Action item: Please return every line below that contains the string "limits".

Stored items:
//! Echem requirement resolver. Pure function: given
//! `(position, direction, is_moving)`, returns the fluid-detector reading
//! the controller should wait for.

use super::params::FluidicParams;
use super::position::{Direction, FluidicPosition};
use echem_api::FluidPosition;

pub fn required_reading(
    params: &FluidicParams,
    position: FluidicPosition,
    direction: Direction,
    is_moving: bool,
) -> FluidPosition {
    let lane = if is_moving {
        match direction {
            Direction::Reverse => direction,
            _ => Direction::Forward,
        }
    } else {
        // breach monitor: always the Forward lane of the held position
        Direction::Forward
    };
    params.limits(position).map(|l| l.echem_requirement(lane)).unwrap_or(FluidPosition::Invalid)
}

#[cfg(test)]
mod tests {
    use super::*;
    use crate::core::config::default_params;

    #[test]
    fn home_and_down_return_configured_sentinels() {
        let p = default_params(1);
        assert_eq!(
            required_reading(&p, FluidicPosition::Home, Direction::Forward, true),
            FluidPosition::Invalid
        );
        assert_eq!(
            required_reading(&p, FluidicPosition::Down, Direction::Reverse, true),
            FluidPosition::Fluid
        );
    }

    #[test]
    fn breach_monitor_always_uses_forward_lane() {
        let p = default_params(1);
        let moving = required_reading(&p, FluidicPosition::B, Direction::Reverse, false);
        assert_eq!(moving, p.limits(FluidicPosition::B).unwrap().echem_requirements[0]);
    }

    #[test]
    fn moving_reverse_uses_reverse_lane() {
        let p = default_params(1);
        let r = required_reading(&p, FluidicPosition::B, Direction::Reverse, true);
        assert_eq!(r, p.limits(FluidicPosition::B).unwrap().echem_requirements[1]);
    }
}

Response:
    params.limits(position).map(|l| l.echem_requirement(lane)).unwrap_or(FluidPosition::Invalid)
        assert_eq!(moving, p.limits(FluidicPosition::B).unwrap().echem_requirements[0]);
        assert_eq!(r, p.limits(FluidicPosition::B).unwrap().echem_requirements[1]);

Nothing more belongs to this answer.